The law said that to repeal this, it would need a 60% majority. The solution to this isn't fixing a loophole that our system causes, it is making it actually mean 60% in the first place so it doesn't make a loophole.

I.E, if a loophole presents itself in a law, we should fix it not in only that law but in all laws, and the easiest way of doing that is with a blanket law.
(11-04-2019, 01:54 PM)Sasha Wrote: 2. Some laws may specify supermajorities for specific actions, not because it is intended that the law and these actions be constitutional but to establish that there is a broad consensus for these actions. That does not mean that there is an intention to keep the law itself from being repealed/amended without such a majority.

That makes no sense whatsoever. Why would a law require a 60% majority to do an action, but, to be repealed, its intention is to be repealed with a 50% majority?

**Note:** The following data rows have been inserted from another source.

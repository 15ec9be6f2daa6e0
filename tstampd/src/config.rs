use std::{
    fmt::Display,
    net::SocketAddr,
    path::{Path, PathBuf},
    str::FromStr,
    time::Duration,
};

use serde::{de, Deserialize, Deserializer};
use tracing::{info, warn, Level};
use tstamp_proto::{InterfaceName, InterfaceSelection, SocketTimestampOptions};

use crate::output::RecordFormat;

pub const USAGE: &str = "\
usage: tstamp-ping [CONFIG]

Print hardware and software timestamps of ping packets. CONFIG is a toml
file, without one the defaults are used and nothing is sent.";

/// What the command line asks for
#[derive(Debug, PartialEq, Eq)]
pub enum Command {
    Help,
    Run(Option<PathBuf>),
}

impl Command {
    /// The first element is the program name
    pub fn from_args(args: impl IntoIterator<Item = String>) -> Result<Command, String> {
        let mut args = args.into_iter().skip(1);

        let command = match args.next().as_deref() {
            None => Command::Run(None),
            Some("-h" | "--help") => Command::Help,
            Some(flag) if flag.starts_with('-') => return Err(format!("unknown option '{flag}'")),
            Some(path) => Command::Run(Some(PathBuf::from(path))),
        };

        match args.next() {
            Some(extra) => Err(format!("unexpected argument '{extra}'")),
            None => Ok(command),
        }
    }
}

#[derive(Deserialize, Debug, Clone, PartialEq, Eq)]
#[serde(rename_all = "kebab-case", deny_unknown_fields)]
pub struct OutputConfig {
    #[serde(default = "default_log_level", deserialize_with = "deserialize_level")]
    pub log_level: Level,
    #[serde(default)]
    pub format: RecordFormat,
}

impl Default for OutputConfig {
    fn default() -> Self {
        Self {
            log_level: default_log_level(),
            format: RecordFormat::default(),
        }
    }
}

fn default_log_level() -> Level {
    Level::INFO
}

fn deserialize_level<'de, D: Deserializer<'de>>(deserializer: D) -> Result<Level, D::Error> {
    let name = String::deserialize(deserializer)?;

    Level::from_str(&name).map_err(|_| {
        de::Error::unknown_variant(&name, &["trace", "debug", "info", "warn", "error"])
    })
}

#[derive(Deserialize, Debug, Clone, PartialEq, Eq)]
#[serde(rename_all = "kebab-case", deny_unknown_fields)]
pub struct SocketConfig {
    #[serde(default = "default_listen")]
    pub listen: SocketAddr,
    /// Where pings are sent; without one we only listen
    #[serde(default)]
    pub peer: Option<SocketAddr>,
    /// Restrict hardware timestamping to these interfaces
    #[serde(default)]
    pub interfaces: Option<Vec<InterfaceName>>,
}

impl Default for SocketConfig {
    fn default() -> Self {
        Self {
            listen: default_listen(),
            peer: None,
            interfaces: None,
        }
    }
}

impl SocketConfig {
    pub fn selection(&self) -> InterfaceSelection {
        match &self.interfaces {
            None => InterfaceSelection::All,
            Some(names) => InterfaceSelection::Only(names.clone()),
        }
    }
}

fn default_listen() -> SocketAddr {
    SocketAddr::from(([0, 0, 0, 0], 3190))
}

#[derive(Deserialize, Debug, Clone, PartialEq, Eq)]
#[serde(rename_all = "kebab-case", deny_unknown_fields)]
pub struct PingConfig {
    /// Time between two pings, in seconds
    #[serde(default = "default_interval", deserialize_with = "deserialize_interval")]
    pub interval: Duration,
    /// Number of pings to send, 0 sends until interrupted
    #[serde(default = "default_count")]
    pub count: u64,
    #[serde(default = "default_payload_size")]
    pub payload_size: usize,
}

impl Default for PingConfig {
    fn default() -> Self {
        Self {
            interval: default_interval(),
            count: default_count(),
            payload_size: default_payload_size(),
        }
    }
}

fn default_interval() -> Duration {
    Duration::from_secs(1)
}

const fn default_count() -> u64 {
    10
}

const fn default_payload_size() -> usize {
    48
}

fn deserialize_interval<'de, D: Deserializer<'de>>(deserializer: D) -> Result<Duration, D::Error> {
    let seconds = f64::deserialize(deserializer)?;

    if !(seconds.is_finite() && seconds > 0.0) {
        return Err(de::Error::invalid_value(
            de::Unexpected::Float(seconds),
            &"a positive number of seconds",
        ));
    }

    Duration::try_from_secs_f64(seconds).map_err(|_| {
        de::Error::invalid_value(de::Unexpected::Float(seconds), &"a representable duration")
    })
}

#[derive(Deserialize, Debug, Default, Clone, PartialEq, Eq)]
#[serde(rename_all = "kebab-case", deny_unknown_fields)]
pub struct Config {
    #[serde(default)]
    pub output: OutputConfig,
    #[serde(default)]
    pub socket: SocketConfig,
    #[serde(default)]
    pub timestamping: SocketTimestampOptions,
    #[serde(default)]
    pub ping: PingConfig,
}

impl Config {
    /// Read the config file, or use the defaults when there is none
    pub fn load(path: Option<&Path>) -> Result<Config, ConfigError> {
        let Some(path) = path else {
            return Ok(Config::default());
        };

        let contents = std::fs::read_to_string(path).map_err(|source| ConfigError::Io {
            path: path.to_owned(),
            source,
        })?;

        toml::from_str(&contents).map_err(ConfigError::Toml)
    }

    /// Log what makes this config produce fewer timestamps than expected.
    /// Returns false when a run will not report anything useful.
    pub fn check(&self) -> bool {
        let mut ok = true;

        if self.socket.peer.is_none() {
            info!("no peer configured, only listening for incoming packets");
        }

        if self.timestamping.is_empty() {
            warn!("all timestamping options are disabled, no timestamps will be reported");
            ok = false;
        } else if self.socket.peer.is_some() && !self.timestamping.wants_send_timestamps() {
            info!("no send timestamps requested, pings are only timestamped by the peer");
        }

        if self.socket.interfaces.as_ref().is_some_and(Vec::is_empty) {
            info!("empty interface list, hardware timestamping will not be configured");
        }

        if self.ping.payload_size == 0 {
            warn!("pings without payload are not timestamped by every network stack");
            ok = false;
        }

        ok
    }
}

#[derive(Debug)]
pub enum ConfigError {
    Io {
        path: PathBuf,
        source: std::io::Error,
    },
    Toml(toml::de::Error),
}

impl Display for ConfigError {
    fn fmt(&self, f: &mut std::fmt::Formatter<'_>) -> std::fmt::Result {
        match self {
            Self::Io { path, source } => write!(f, "could not read {}: {source}", path.display()),
            Self::Toml(e) => write!(f, "invalid config: {e}"),
        }
    }
}

impl std::error::Error for ConfigError {
    fn source(&self) -> Option<&(dyn std::error::Error + 'static)> {
        match self {
            Self::Io { source, .. } => Some(source),
            Self::Toml(e) => Some(e),
        }
    }
}
//! Linux implementation of packet timestamping: `SO_TIMESTAMPING`,
//! `SIOCSHWTSTAMP`, the interface table and the control messages that
//! come back from `recvmsg`.

#[cfg(not(target_os = "linux"))]
compile_error!("tstamp-udp uses linux socket timestamping and only builds for linux targets");

#[cfg(target_os = "linux")]
mod control_message;
#[cfg(target_os = "linux")]
mod interface;
#[cfg(target_os = "linux")]
mod platform;
#[cfg(target_os = "linux")]
mod raw_socket;
#[cfg(target_os = "linux")]
mod socket;

#[cfg(target_os = "linux")]
pub use interface::InterfaceIterator;
#[cfg(target_os = "linux")]
pub use platform::{
    query_interface_hw_timestamp, read_socket_timestamp_mask, timestamping_mask, LinuxPlatform,
};
#[cfg(target_os = "linux")]
pub use socket::TimestampedSocket;
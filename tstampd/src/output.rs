use std::io::Write;

use serde::Deserialize;
use tstamp_proto::TimestampRecord;

/// How timestamp records are printed
#[derive(Debug, Default, Copy, Clone, Deserialize, PartialEq, Eq)]
#[serde(rename_all = "lowercase")]
pub enum RecordFormat {
    /// One aligned line per record
    #[default]
    Text,
    /// One json object per line
    Json,
}

pub struct RecordWriter<W> {
    format: RecordFormat,
    out: W,
}

impl<W: Write> RecordWriter<W> {
    pub fn new(format: RecordFormat, out: W) -> Self {
        Self { format, out }
    }

    pub fn write_records(&mut self, records: &[TimestampRecord]) -> std::io::Result<()> {
        for record in records {
            match self.format {
                RecordFormat::Text => writeln!(self.out, "{record}")?,
                RecordFormat::Json => {
                    serde_json::to_writer(&mut self.out, record)?;
                    writeln!(self.out)?;
                }
            }
        }

        self.out.flush()
    }
}
//! Safe wrappers for the socket-related system calls needed by the
//! timestamped socket and the linux platform.
//!
//! Since the safety of a rust unsafe block depends not only on its
//! contents, but also the context within which it is called, the code
//! here is split up in submodules that are individually as small as
//! possible while still having each a fully safe API interface.
//!
//! All unsafe blocks are preceded with a comment explaining why that
//! specific unsafe code should be safe within the context in which it
//! is used.
pub(crate) use hardware_timestamping::{get_hardware_timestamping, set_hardware_timestamping};
pub(crate) use recv_message::{control_message_space, receive_message, MessageQueue};
pub(crate) use timestamping_options::{read_timestamping_options, set_timestamping_options};

/// Turn a C failure (-1 is returned) into a rust Result
pub(crate) fn cerr(t: libc::c_int) -> std::io::Result<libc::c_int> {
    match t {
        -1 => Err(std::io::Error::last_os_error()),
        _ => Ok(t),
    }
}

mod timestamping_options {
    use std::os::unix::prelude::AsRawFd;

    use super::cerr;

    pub(crate) fn set_timestamping_options(
        udp_socket: &std::net::UdpSocket,
        options: u32,
    ) -> std::io::Result<()> {
        let fd = udp_socket.as_raw_fd();

        // for documentation on SO_TIMESTAMPING see
        // https://www.kernel.org/doc/Documentation/networking/timestamping.txt
        // Safety:
        // we have a reference to the socket, so fd is a valid file descriptor for the duration of the call
        // SOL_SOCKET + SO_TIMESTAMPING expect a *u32 as value (see section 1.3.4. of above), which &options
        // is. Furthermore, we own options hence the pointer is valid for the duration of the call.
        // option_len is set to the size of u32, which is the size for which the value pointer is valid.
        unsafe {
            cerr(libc::setsockopt(
                fd,
                libc::SOL_SOCKET,
                libc::SO_TIMESTAMPING,
                &options as *const _ as *const libc::c_void,
                std::mem::size_of::<u32>() as libc::socklen_t,
            ))?
        };

        Ok(())
    }

    pub(crate) fn read_timestamping_options(
        udp_socket: &std::net::UdpSocket,
    ) -> std::io::Result<u32> {
        let fd = udp_socket.as_raw_fd();

        let mut options: u32 = 0;
        let mut option_len = std::mem::size_of::<u32>() as libc::socklen_t;

        // Safety:
        // we have a reference to the socket, so fd is a valid file descriptor for the duration of the call
        // the kernel writes at most option_len bytes, the size of options which we own.
        // Newer kernels can report a larger struct, but then only its leading flags field is copied.
        unsafe {
            cerr(libc::getsockopt(
                fd,
                libc::SOL_SOCKET,
                libc::SO_TIMESTAMPING,
                &mut options as *mut _ as *mut libc::c_void,
                &mut option_len,
            ))?
        };

        Ok(options)
    }
}

mod hardware_timestamping {
    use std::os::unix::prelude::AsRawFd;

    use tstamp_proto::{
        HardwareTimestampGrant, HardwareTimestampRequest, InterfaceName, RxFilter, TxType,
    };

    use super::cerr;

    // linux/sockios.h
    const SIOCSHWTSTAMP: libc::c_ulong = 0x89b0;
    const SIOCGHWTSTAMP: libc::c_ulong = 0x89b1;

    // linux/net_tstamp.h
    #[repr(C)]
    #[allow(non_camel_case_types)]
    #[derive(Debug, Default, Clone, Copy)]
    struct hwtstamp_config {
        flags: libc::c_int,
        tx_type: libc::c_int,
        rx_filter: libc::c_int,
    }

    impl hwtstamp_config {
        fn grant(&self) -> HardwareTimestampGrant {
            HardwareTimestampGrant {
                tx_type: TxType::from_raw(self.tx_type as u32),
                rx_filter: RxFilter::from_raw(self.rx_filter as u32),
            }
        }
    }

    fn ifr_name(interface: &InterfaceName) -> [libc::c_char; libc::IFNAMSIZ] {
        // the last byte of an InterfaceName is always NUL
        interface.as_bytes().map(|b| b as libc::c_char)
    }

    fn hardware_timestamp_ioctl(
        udp_socket: &std::net::UdpSocket,
        interface: &InterfaceName,
        request: libc::c_ulong,
        config: &mut hwtstamp_config,
    ) -> std::io::Result<()> {
        let mut ifreq = libc::ifreq {
            ifr_name: ifr_name(interface),
            ifr_ifru: libc::__c_anonymous_ifr_ifru {
                ifru_data: (config as *mut hwtstamp_config).cast::<libc::c_char>(),
            },
        };

        // Safety:
        // we have a reference to the socket, so its fd is valid for the duration of the call.
        // SIOCSHWTSTAMP and SIOCGHWTSTAMP take an ifreq whose data pointer refers to a
        // hwtstamp_config. The config is borrowed mutably for this whole function, so the
        // driver may read and write it during the call.
        cerr(unsafe { libc::ioctl(udp_socket.as_raw_fd(), request as _, &mut ifreq) })?;

        Ok(())
    }

    /// Ask the driver to apply `request`. The driver writes back what it
    /// actually applied, which is what we return.
    pub(crate) fn set_hardware_timestamping(
        udp_socket: &std::net::UdpSocket,
        interface: &InterfaceName,
        request: HardwareTimestampRequest,
    ) -> std::io::Result<HardwareTimestampGrant> {
        let mut config = hwtstamp_config {
            flags: 0,
            tx_type: request.tx_type.to_raw() as libc::c_int,
            rx_filter: request.rx_filter.to_raw() as libc::c_int,
        };

        hardware_timestamp_ioctl(udp_socket, interface, SIOCSHWTSTAMP, &mut config)?;

        Ok(config.grant())
    }

    pub(crate) fn get_hardware_timestamping(
        udp_socket: &std::net::UdpSocket,
        interface: &InterfaceName,
    ) -> std::io::Result<HardwareTimestampGrant> {
        let mut config = hwtstamp_config::default();

        hardware_timestamp_ioctl(udp_socket, interface, SIOCGHWTSTAMP, &mut config)?;

        Ok(config.grant())
    }

}

mod recv_message {
    use std::{io::IoSliceMut, net::SocketAddr, os::unix::prelude::AsRawFd};

    use tracing::warn;

    use crate::{control_message::ControlMessageIterator, interface::sockaddr_storage_to_socket_addr};

    use super::cerr;

    #[derive(Debug, Clone, Copy, PartialEq, Eq)]
    pub(crate) enum MessageQueue {
        Normal,
        Error,
    }

    pub(crate) fn receive_message<'a>(
        socket: &std::net::UdpSocket,
        packet_buf: &mut [u8],
        control_buf: &'a mut [u8],
        queue: MessageQueue,
    ) -> std::io::Result<(usize, ControlMessageIterator<'a>, Option<SocketAddr>)> {
        let mut buf_slice = IoSliceMut::new(packet_buf);
        let mut addr = zeroed_sockaddr_storage();

        let mut mhdr = crate::control_message::empty_msghdr();
        mhdr.msg_control = control_buf.as_mut_ptr().cast::<libc::c_void>();
        mhdr.msg_controllen = control_buf.len() as _;
        mhdr.msg_iov = (&mut buf_slice as *mut IoSliceMut).cast::<libc::iovec>();
        mhdr.msg_iovlen = 1;
        mhdr.msg_name = (&mut addr as *mut libc::sockaddr_storage).cast::<libc::c_void>();
        mhdr.msg_namelen = std::mem::size_of::<libc::sockaddr_storage>() as libc::socklen_t;

        let receive_flags = match queue {
            MessageQueue::Normal => 0,
            MessageQueue::Error => libc::MSG_ERRQUEUE,
        };

        // Safety:
        // We have a mutable reference to the control buffer for the duration of the
        // call, and controllen is also set to it's length.
        // IoSliceMut is ABI compatible with iovec, and we only have 1 which matches iovlen
        // msg_name is initialized to point to an owned sockaddr_storage and
        // msg_namelen is the size of sockaddr_storage
        // If one of the buffers is too small, recvmsg cuts off data at appropriate boundary
        let received_bytes = loop {
            match cerr(unsafe { libc::recvmsg(socket.as_raw_fd(), &mut mhdr, receive_flags) } as _)
            {
                Err(e) if std::io::ErrorKind::Interrupted == e.kind() => {
                    // retry when the recv was interrupted
                    continue;
                }
                Err(e) => return Err(e),
                Ok(received) => break received as usize,
            }
        };

        // the error queue echoes the sent payload unless OPT_TSONLY is set, we never want it
        if queue == MessageQueue::Normal && mhdr.msg_flags & libc::MSG_TRUNC > 0 {
            warn!(
                max_len = packet_buf.len(),
                "truncated packet because it was larger than expected",
            );
        }

        if mhdr.msg_flags & libc::MSG_CTRUNC > 0 {
            warn!(?queue, "truncated control messages");
        }

        // Clear out the fields for which we are giving up the reference
        mhdr.msg_iov = std::ptr::null_mut();
        mhdr.msg_iovlen = 0;
        mhdr.msg_name = std::ptr::null_mut();
        mhdr.msg_namelen = 0;

        // Safety:
        // recvmsg ensures that the control buffer contains
        // a set of valid control messages and that controllen is
        // the length these take up in the buffer.
        Ok((
            received_bytes,
            unsafe { ControlMessageIterator::new(mhdr) },
            sockaddr_storage_to_socket_addr(&addr),
        ))
    }

    /// The space used to store a control message that contains a value of type T
    pub(crate) const fn control_message_space<T>() -> usize {
        // Safety: CMSG_SPACE is safe to call
        (unsafe { libc::CMSG_SPACE((std::mem::size_of::<T>()) as _) }) as usize
    }

    fn zeroed_sockaddr_storage() -> libc::sockaddr_storage {
        // a zeroed-out sockaddr storage is semantically valid, because a ss_family with value 0 is
        // libc::AF_UNSPEC. Hence the rest of the data does not come with any constraints
        // Safety:
        // the MaybeUninit is zeroed before assumed to be initialized
        unsafe { std::mem::MaybeUninit::zeroed().assume_init() }
    }
}

#[cfg(test)]
mod tests {
    use super::*;

    #[test]
    fn options_round_trip_through_the_kernel() {
        let socket = std::net::UdpSocket::bind("127.0.0.1:0").unwrap();
        assert_eq!(read_timestamping_options(&socket).unwrap(), 0);

        let options = libc::SOF_TIMESTAMPING_SOFTWARE | libc::SOF_TIMESTAMPING_RX_SOFTWARE;
        set_timestamping_options(&socket, options).unwrap();
        assert_eq!(read_timestamping_options(&socket).unwrap(), options);

        set_timestamping_options(&socket, 0).unwrap();
        assert_eq!(read_timestamping_options(&socket).unwrap(), 0);
    }

    #[test]
    fn empty_error_queue_would_block() {
        let socket = std::net::UdpSocket::bind("127.0.0.1:0").unwrap();
        socket.set_nonblocking(true).unwrap();

        let mut control_buf = [0u8; control_message_space::<[libc::timespec; 3]>()];
        let result = receive_message(&socket, &mut [], &mut control_buf, MessageQueue::Error);

        assert_eq!(
            result.map(|(size, _, _)| size).unwrap_err().kind(),
            std::io::ErrorKind::WouldBlock
        );
    }
}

Remember, repealing something, that by its repeal would normally need a 60% majority to do an action, does mean that that action is taken. The fact it's being repealed makes no difference whether or not said action is being taken, it is being taken. And we can't just individually block the clause and let the rest of it be repealed for obvious reasons.
(11-04-2019, 01:54 PM)Sasha Wrote: 3. The current wording would likely require any law establishing an office subject to the law on recalls (as defined in the charter) to be repealed with a 60% majority because repealing the office would be tantamount to a recall, even if said office is otherwise subject to ordinary law.

As I've said, that makes sense. The action of a recall is being taken, hence to remove office the same requirements as a 60% removal are necessary.
 
(11-04-2019, 01:54 PM)Sasha Wrote: 4. Creating an amendment that protects bad laws, laws establishing supermajorities without protecting themselves, encourages further bad laws. That is the absolute opposite of what a good legislature should do.

This is probably the biggest fallacy of the whole argument. This law has perfectly good intent, it just has a loophole, and unlike, say, a car, laws can be fixed by either changing themselves or an overarching clause.

These "laws" aren't individual objects, they are systems, and systems themselves can be clarified or rules created to stop future systems being misinterpreted too.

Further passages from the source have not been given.